//! Sending a [`CanonicalRequest`] to the upstream search API.

use crate::{
    error::{ForwardError, SetupError},
    rules::EndpointSpec,
    validate::CanonicalRequest,
};
use anyhow::{anyhow, Context};
use reqwest::{StatusCode, Url};
use search_gateway_settings::UpstreamSettings;
use serde_json::value::RawValue;
use std::fmt;

/// User-Agent sent to the upstream.
const REQWEST_USER_AGENT: &str = concat!("search-gateway/", env!("CARGO_PKG_VERSION"));

/// Header carrying the client identifier.
pub const CLIENT_ID_HEADER: &str = "X-Naver-Client-Id";

/// Header carrying the client secret.
pub const CLIENT_SECRET_HEADER: &str = "X-Naver-Client-Secret";

/// What came back from a single upstream request.
#[derive(Debug)]
pub enum UpstreamOutcome {
    /// A 2xx response whose body is valid JSON, kept exactly as received.
    Success(Box<RawValue>),

    /// A non-2xx response.
    UpstreamHttpError {
        /// The status the upstream answered with.
        status: StatusCode,
        /// The response body, or a note about why it couldn't be read.
        body: String,
    },

    /// The request failed before a usable response arrived.
    TransportError(anyhow::Error),
}

impl UpstreamOutcome {
    /// Split the outcome into the body to return or the error to report.
    ///
    /// # Errors
    /// [`ForwardError::UpstreamHttp`] or [`ForwardError::Transport`], matching
    /// the failed outcome.
    pub fn into_result(self) -> Result<Box<RawValue>, ForwardError> {
        match self {
            Self::Success(body) => Ok(body),
            Self::UpstreamHttpError { status, body } => Err(ForwardError::UpstreamHttp {
                status: status.as_u16(),
                body,
            }),
            Self::TransportError(error) => Err(ForwardError::Transport(error)),
        }
    }
}

/// Forwards validated requests to the upstream search API.
///
/// Built once at start up. The client pools connections, so one forwarder
/// should be shared by every request.
pub struct Forwarder {
    /// The HTTP client used for every upstream request.
    client: reqwest::Client,
    /// Scheme, host and port of the upstream, always ending in `/`.
    base_url: Url,
    /// Sent as [`CLIENT_ID_HEADER`].
    client_id: String,
    /// Sent as [`CLIENT_SECRET_HEADER`].
    client_secret: String,
}

impl fmt::Debug for Forwarder {
    fn fmt(&self, f: &mut fmt::Formatter<'_>) -> fmt::Result {
        f.debug_struct("Forwarder")
            .field("base_url", &self.base_url.as_str())
            .field("client_id", &self.client_id)
            .finish_non_exhaustive()
    }
}

impl Forwarder {
    /// Create a forwarder from settings.
    ///
    /// # Errors
    /// If the base URL can't be parsed or the HTTP client can't be built.
    pub fn new(settings: &UpstreamSettings) -> Result<Self, SetupError> {
        let mut base_url = Url::parse(&settings.base_url)
            .with_context(|| format!("parsing upstream base URL {:?}", settings.base_url))
            .map_err(SetupError::InvalidConfiguration)?;
        if base_url.cannot_be_a_base() {
            return Err(SetupError::InvalidConfiguration(anyhow!(
                "upstream base URL {} cannot be a base",
                base_url
            )));
        }
        if !base_url.path().ends_with('/') {
            let path = format!("{}/", base_url.path());
            base_url.set_path(&path);
        }

        let mut builder = reqwest::Client::builder().user_agent(REQWEST_USER_AGENT);
        if let Some(timeout) = settings.timeout {
            builder = builder.timeout(timeout);
        }
        let client = builder
            .build()
            .context("Unable to create the Reqwest client")
            .map_err(SetupError::Network)?;

        Ok(Self {
            client,
            base_url,
            client_id: settings.client_id.clone(),
            client_secret: settings.client_secret.clone(),
        })
    }

    /// The full upstream URL for `endpoint`, without a query string.
    ///
    /// # Errors
    /// If the endpoint's resource path does not form a valid URL.
    pub fn endpoint_url(&self, endpoint: &EndpointSpec) -> anyhow::Result<Url> {
        let path = endpoint.resource_path();
        self.base_url
            .join(&path)
            .with_context(|| format!("joining {:?} to the upstream base URL", path))
    }

    /// Send one GET request for `request` to `endpoint`'s resource.
    ///
    /// There are no retries. Dropping the returned future aborts the request.
    pub async fn forward(
        &self,
        endpoint: &EndpointSpec,
        request: &CanonicalRequest,
    ) -> UpstreamOutcome {
        let url = match self.endpoint_url(endpoint) {
            Ok(url) => url,
            Err(error) => return UpstreamOutcome::TransportError(error),
        };
        tracing::debug!(
            r#type = "upstream.forward.request",
            endpoint = endpoint.name,
            %url,
            "Forwarding search request"
        );

        let response = match self
            .client
            .get(url)
            .header(CLIENT_ID_HEADER, &self.client_id)
            .header(CLIENT_SECRET_HEADER, &self.client_secret)
            .query(request)
            .send()
            .await
        {
            Ok(response) => response,
            Err(error) => {
                return UpstreamOutcome::TransportError(
                    anyhow::Error::new(error).context("sending upstream request"),
                )
            }
        };

        let status = response.status();
        if !status.is_success() {
            let body = response
                .text()
                .await
                .unwrap_or_else(|error| format!("<unreadable body: {}>", error));
            return UpstreamOutcome::UpstreamHttpError { status, body };
        }

        let bytes = match response.bytes().await {
            Ok(bytes) => bytes,
            Err(error) => {
                return UpstreamOutcome::TransportError(
                    anyhow::Error::new(error).context("reading upstream response"),
                )
            }
        };

        match serde_json::from_slice::<Box<RawValue>>(&bytes) {
            Ok(body) => UpstreamOutcome::Success(body),
            Err(error) => UpstreamOutcome::TransportError(
                anyhow::Error::new(error).context("parsing upstream response as JSON"),
            ),
        }
    }
}

#[cfg(test)]
mod tests {
    use super::{Forwarder, UpstreamOutcome};
    use crate::{
        endpoints::EndpointCatalog, error::ForwardError, error::SetupError, validate::validate,
    };
    use httpmock::{Method::GET, MockServer};
    use pretty_assertions::assert_eq;
    use search_gateway_settings::UpstreamSettings;
    use std::{collections::HashMap, time::Duration};

    fn settings(base_url: &str) -> UpstreamSettings {
        UpstreamSettings {
            base_url: base_url.to_string(),
            client_id: "test-id".to_string(),
            client_secret: "test-secret".to_string(),
            timeout: None,
        }
    }

    async fn forward(
        forwarder: &Forwarder,
        endpoint: &str,
        pairs: &[(&str, &str)],
    ) -> UpstreamOutcome {
        let catalog = EndpointCatalog::naver().expect("valid catalog");
        let endpoint = catalog.get(endpoint).expect("known endpoint");
        let raw: HashMap<String, String> = pairs
            .iter()
            .map(|(k, v)| (k.to_string(), v.to_string()))
            .collect();
        let request = validate(endpoint, &raw).expect("valid request");
        forwarder.forward(endpoint, &request).await
    }

    #[test]
    fn bad_base_urls_are_rejected() {
        assert!(matches!(
            Forwarder::new(&settings("not a url")),
            Err(SetupError::InvalidConfiguration(_))
        ));
        assert!(matches!(
            Forwarder::new(&settings("mailto:someone@example.com")),
            Err(SetupError::InvalidConfiguration(_))
        ));
    }

    #[test]
    fn endpoint_urls_keep_the_base_path() {
        let catalog = EndpointCatalog::naver().unwrap();
        let forwarder = Forwarder::new(&settings("https://gateway.example.com/naver")).unwrap();
        assert_eq!(
            forwarder
                .endpoint_url(catalog.get("image").unwrap())
                .unwrap()
                .as_str(),
            "https://gateway.example.com/naver/v1/search/image.json"
        );
    }

    #[tokio::test]
    async fn success_returns_the_body_verbatim() {
        let server = MockServer::start_async().await;
        let body = r#"{"lastBuildDate":"Mon, 01 Jan 2024 00:00:00 +0900","total":1,"items":[{"title":"ai"}]}"#;
        let mock = server
            .mock_async(|when, then| {
                when.method(GET)
                    .path("/v1/search/news.json")
                    .query_param("query", "ai")
                    .query_param("display", "10")
                    .query_param("start", "1")
                    .query_param("sort", "sim")
                    .header("x-naver-client-id", "test-id")
                    .header("x-naver-client-secret", "test-secret");
                then.status(200)
                    .header("content-type", "application/json")
                    .body(body);
            })
            .await;

        let forwarder = Forwarder::new(&settings(&server.base_url())).unwrap();
        let outcome = forward(&forwarder, "news", &[("query", "ai")]).await;

        mock.assert_async().await;
        match outcome {
            UpstreamOutcome::Success(raw) => assert_eq!(raw.get(), body),
            other => panic!("expected success, got {:?}", other),
        }
    }

    #[tokio::test]
    async fn shop_free_text_filters_are_forwarded() {
        let server = MockServer::start_async().await;
        let mock = server
            .mock_async(|when, then| {
                when.method(GET)
                    .path("/v1/search/shop.json")
                    .query_param("query", "shoes")
                    .query_param("filter", "naverpay")
                    .query_param("exclude", "used:rental");
                then.status(200).body("{}");
            })
            .await;

        let forwarder = Forwarder::new(&settings(&server.base_url())).unwrap();
        let outcome = forward(
            &forwarder,
            "shop",
            &[
                ("query", "shoes"),
                ("filter", "naverpay"),
                ("exclude", "used:rental"),
            ],
        )
        .await;

        mock.assert_async().await;
        assert!(matches!(outcome, UpstreamOutcome::Success(_)));
    }

    #[tokio::test]
    async fn http_errors_keep_status_and_body() {
        let server = MockServer::start_async().await;
        server
            .mock_async(|when, then| {
                when.method(GET).path("/v1/search/blog.json");
                then.status(403)
                    .body(r#"{"errorMessage":"Scope Status Invalid","errorCode":"024"}"#);
            })
            .await;

        let forwarder = Forwarder::new(&settings(&server.base_url())).unwrap();
        let error = forward(&forwarder, "blog", &[("query", "rust")])
            .await
            .into_result()
            .expect_err("403 is an error");

        match &error {
            ForwardError::UpstreamHttp { status, body } => {
                assert_eq!(*status, 403);
                assert!(body.contains("Scope Status Invalid"));
            }
            other => panic!("expected an HTTP error, got {:?}", other),
        }
        assert!(error.to_string().contains("403"));
    }

    #[tokio::test]
    async fn non_json_success_is_a_transport_error() {
        let server = MockServer::start_async().await;
        server
            .mock_async(|when, then| {
                when.method(GET).path("/v1/search/kin.json");
                then.status(200).body("<html>maintenance</html>");
            })
            .await;

        let forwarder = Forwarder::new(&settings(&server.base_url())).unwrap();
        let outcome = forward(&forwarder, "kin", &[("query", "rust")]).await;
        assert!(matches!(outcome, UpstreamOutcome::TransportError(_)));
    }

    #[tokio::test]
    async fn slow_upstream_times_out() {
        let server = MockServer::start_async().await;
        server
            .mock_async(|when, then| {
                when.method(GET).path("/v1/search/news.json");
                then.status(200)
                    .body("{}")
                    .delay(Duration::from_millis(500));
            })
            .await;

        let mut upstream = settings(&server.base_url());
        upstream.timeout = Some(Duration::from_millis(50));
        let forwarder = Forwarder::new(&upstream).unwrap();
        let outcome = forward(&forwarder, "news", &[("query", "ai")]).await;
        assert!(
            matches!(outcome, UpstreamOutcome::TransportError(_)),
            "expected a transport error, got {:?}",
            outcome
        );
    }

    #[tokio::test]
    async fn unreachable_upstream_is_a_transport_error() {
        // Port 9 (discard) is not expected to be listening.
        let forwarder = Forwarder::new(&settings("http://127.0.0.1:9")).unwrap();
        let error = forward(&forwarder, "local", &[("query", "cafe")])
            .await
            .into_result()
            .expect_err("nothing is listening");
        assert!(matches!(error, ForwardError::Transport(_)));
        assert_eq!(error.to_string(), "Could not reach the upstream search API");
    }
}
========
• EXERCISE INSTRUCTIONS
Exactly how many lines in the data above hold "anyhow"? State that number only.

• OUTPUT OF THE EXERCISE
7